After hovering on the Murcia-Andalusia border for several weeks, Blake advanced on 2 November with 8,000 infantry and 1,000 cavalry. The Spanish general occupied Cúllar on the 3rd and continued to advance. Carelessly allowing his corps to become spread out, Blake's advance guard of cavalry and 3,000 infantry camped near Baza on the evening of 3 November. Meanwhile, his 2,000-man rear guard remained near Cúllar while his remaining division was located between the two towns. When he heard of the Spanish incursion, General Milhaud marched his cavalry to Baza, arriving on the morning of the 4th.
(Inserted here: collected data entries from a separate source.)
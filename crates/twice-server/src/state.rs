//! Shared server state wired from the config.

use std::sync::Arc;

use anyhow::{Context, Result};
use twice_core::config::ServerConfig;
use twice_core::metadata::{ReviewStore, SqliteReviewStore};
use twice_core::notify::{ActivityQueue, LogMailSender, Notifier, ReviewActivity};
use twice_core::registry::SessionRegistry;
use twice_core::throttle::ThrottleQueue;

pub struct AppState {
    pub registry: SessionRegistry,
    pub reviews: Arc<dyn ReviewStore>,
    pub notifier: Arc<Notifier>,
}

/// Open the databases under the reviews directory and wire the components.
///
/// The throttle queue is not started here; call [`Notifier::start`].
pub fn build_state(config: &ServerConfig) -> Result<Arc<AppState>> {
    let reviews_path = &config.reviews.path;
    std::fs::create_dir_all(reviews_path).with_context(|| {
        format!(
            "Failed to create reviews directory: {}",
            reviews_path.display()
        )
    })?;
    tracing::info!(path = %reviews_path.display(), "Reviews directory in use");

    let reviews: Arc<dyn ReviewStore> =
        Arc::new(SqliteReviewStore::open(&config.reviews_db_path())?);
    let queue = ThrottleQueue::open(&config.notifications_db_path(), config.throttle_window())?;

    tracing::warn!("Mail delivery is not configured; notifications are only logged");
    let notifier = Arc::new(Notifier::new(
        Arc::clone(&reviews),
        Arc::new(LogMailSender),
        queue,
        config.host.clone(),
    ));

    // The worker lives as long as the registry holds the queue.
    let (activity, _worker) = ActivityQueue::start(ReviewActivity::new(
        Arc::clone(&reviews),
        Arc::clone(&notifier),
    ));
    let registry = SessionRegistry::new(reviews_path.clone(), Arc::new(activity));

    Ok(Arc::new(AppState {
        registry,
        reviews,
        notifier,
    }))
}
//! Append-only event store for a single review.
//!
//! Each review owns one SQLite file at `<reviews_path>/<index>.db` holding a
//! single `log` table. Rows are replayed in insertion order (`rowid`), never
//! by event id. The `(id, user)` pair is unique with the user compared
//! case-insensitively, so a retried send is recognised as a duplicate and the
//! first write wins.

use std::path::{Path, PathBuf};

use anyhow::{Context, Result};
use rusqlite::{ffi, params, Connection};

use crate::events::{canonical_id, Event, ReviewIndex};

/// Schema for a review's event log. Safe to run against an existing file.
const SCHEMA_SQL: &str = "
CREATE TABLE IF NOT EXISTS log (
    id TEXT NOT NULL,
    type TEXT NOT NULL,
    user TEXT NOT NULL COLLATE NOCASE,
    data TEXT NOT NULL,
    UNIQUE (id, user) ON CONFLICT ABORT
);
";

/// Result of appending one event.
#[derive(Debug, Clone, Copy, PartialEq, Eq)]
pub enum AppendOutcome {
    /// First time this `(id, user)` was seen; the row was written.
    Inserted,
    /// The pair was already recorded. Nothing was written.
    AlreadyExists,
}

/// Path to a review's event store file.
pub fn review_store_path(reviews_path: &Path, index: ReviewIndex) -> PathBuf {
    reviews_path.join(format!("{index}.db"))
}

/// SQLite-backed event log for one review.
pub struct EventStore {
    conn: Connection,
}

impl EventStore {
    /// Open or create the event store at the given path and ensure its schema.
    ///
    /// Creates parent directories if they don't exist.
    pub fn open(path: &Path) -> Result<Self> {
        if let Some(parent) = path.parent() {
            if !parent.exists() {
                std::fs::create_dir_all(parent).with_context(|| {
                    format!("Failed to create parent directories: {}", parent.display())
                })?;
            }
        }

        let conn = Connection::open(path)
            .with_context(|| format!("Failed to open event store: {}", path.display()))?;
        let store = Self { conn };
        store.init_schema()?;
        Ok(store)
    }

    /// Create an in-memory event store (for testing).
    #[cfg(test)]
    pub fn open_in_memory() -> Result<Self> {
        let conn = Connection::open_in_memory().context("Failed to open in-memory database")?;
        let store = Self { conn };
        store.init_schema()?;
        Ok(store)
    }

    /// Create the `log` table if it does not exist yet.
    pub fn init_schema(&self) -> Result<()> {
        self.conn
            .execute_batch(SCHEMA_SQL)
            .context("Failed to initialize event log schema")
    }

    /// Append one event.
    pub fn append(&self, event: &Event) -> Result<AppendOutcome> {
        insert_event(&self.conn, event)
    }

    /// Append a batch of events in a single transaction.
    ///
    /// Returns one outcome per input event, in order.
    pub fn append_all(&self, events: &[Event]) -> Result<Vec<AppendOutcome>> {
        let tx = self
            .conn
            .unchecked_transaction()
            .context("Failed to begin transaction")?;

        let outcomes = events
            .iter()
            .map(|event| insert_event(&tx, event))
            .collect::<Result<Vec<_>>>()?;

        tx.commit().context("Failed to commit event batch")?;
        Ok(outcomes)
    }

    /// Read the full log in insertion order.
    pub fn load_all(&self) -> Result<Vec<Event>> {
        let mut stmt = self
            .conn
            .prepare("SELECT id, type, user, data FROM log ORDER BY rowid ASC")
            .context("Failed to prepare log query")?;

        let rows = stmt
            .query_map([], |row| {
                Ok((
                    row.get::<_, String>(0)?,
                    row.get::<_, String>(1)?,
                    row.get::<_, String>(2)?,
                    row.get::<_, String>(3)?,
                ))
            })
            .context("Failed to query event log")?;

        let mut events = Vec::new();
        for (idx, row) in rows.enumerate() {
            let (id, kind, user, data) =
                row.with_context(|| format!("Failed to read row {idx} from event log"))?;
            let id: f64 = id
                .parse()
                .with_context(|| format!("Invalid event id {id:?} at row {idx}"))?;
            let data = serde_json::from_str(&data)
                .with_context(|| format!("Failed to parse event data at row {idx}"))?;
            events.push(Event {
                id,
                kind,
                user,
                data,
            });
        }

        Ok(events)
    }

    /// Number of events in the log.
    pub fn len(&self) -> Result<usize> {
        let count: i64 = self
            .conn
            .query_row("SELECT COUNT(*) FROM log", [], |row| row.get(0))
            .context("Failed to count events")?;
        Ok(usize::try_from(count).unwrap_or_default())
    }

    /// Check if the log is empty.
    pub fn is_empty(&self) -> Result<bool> {
        Ok(self.len()? == 0)
    }
}

fn insert_event(conn: &Connection, event: &Event) -> Result<AppendOutcome> {
    let data = serde_json::to_string(&event.data).context("Failed to serialize event data")?;

    match conn.execute(
        "INSERT INTO log (id, type, user, data) VALUES (?, ?, ?, ?)",
        params![canonical_id(event.id), event.kind, event.user, data],
    ) {
        Ok(_) => Ok(AppendOutcome::Inserted),
        Err(rusqlite::Error::SqliteFailure(err, _))
            if err.extended_code == ffi::SQLITE_CONSTRAINT_UNIQUE =>
        {
            Ok(AppendOutcome::AlreadyExists)
        }
        Err(e) => Err(e).with_context(|| format!("Failed to append event {}", event.key())),
    }
}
Milhaud joined the 2,000 French infantry who were already holding Baza.

General of Brigade Rey commanded a brigade from Sebastiani's 1st Division which included one battalion of the 32nd Line Infantry Regiment and three battalions of the 58th Line. Milhaud's 1,300-strong cavalry division was made up of the 5th, 12th, 16th, 20th, and 21st Dragoon Regiments and the Polish lancers of the Legion of the Vistula. The French also had two horse artillery batteries. Blake had 12 guns in addition to the infantry and cavalry already enumerated.

Deploying on both sides of the main highway, Milhaud charged Blake's cavalry and routed it. As the Spanish horsemen galloped away, they disrupted their own infantry formations. When the French dragoons and Polish lancers bore down on the surprised and shaken Spanish foot soldiers, the men scattered in flight. Milhaud's horsemen cut Blake's vanguard to pieces, cutting down many soldiers and capturing many prisoners. But when the French encountered the second Spanish division drawn up in rough terrain, they refrained from attacking. Blake immediately ordered a retreat to Cúllar.

==Result==
For the loss of 200 killed and wounded, all in the cavalry, Milhaud's force inflicted 500 killed and wounded on the Spanish. In addition, the French captured 1,000 soldiers. Smith stated that the Spanish lost all 12 guns. Blake returned to Murcia where he remained quiescent for the rest of the year. The next action in the area was the Battle of Barrosa on 5 March 1811 where British Lieutenant General Thomas Graham inflicted a defeat on Victor's corps.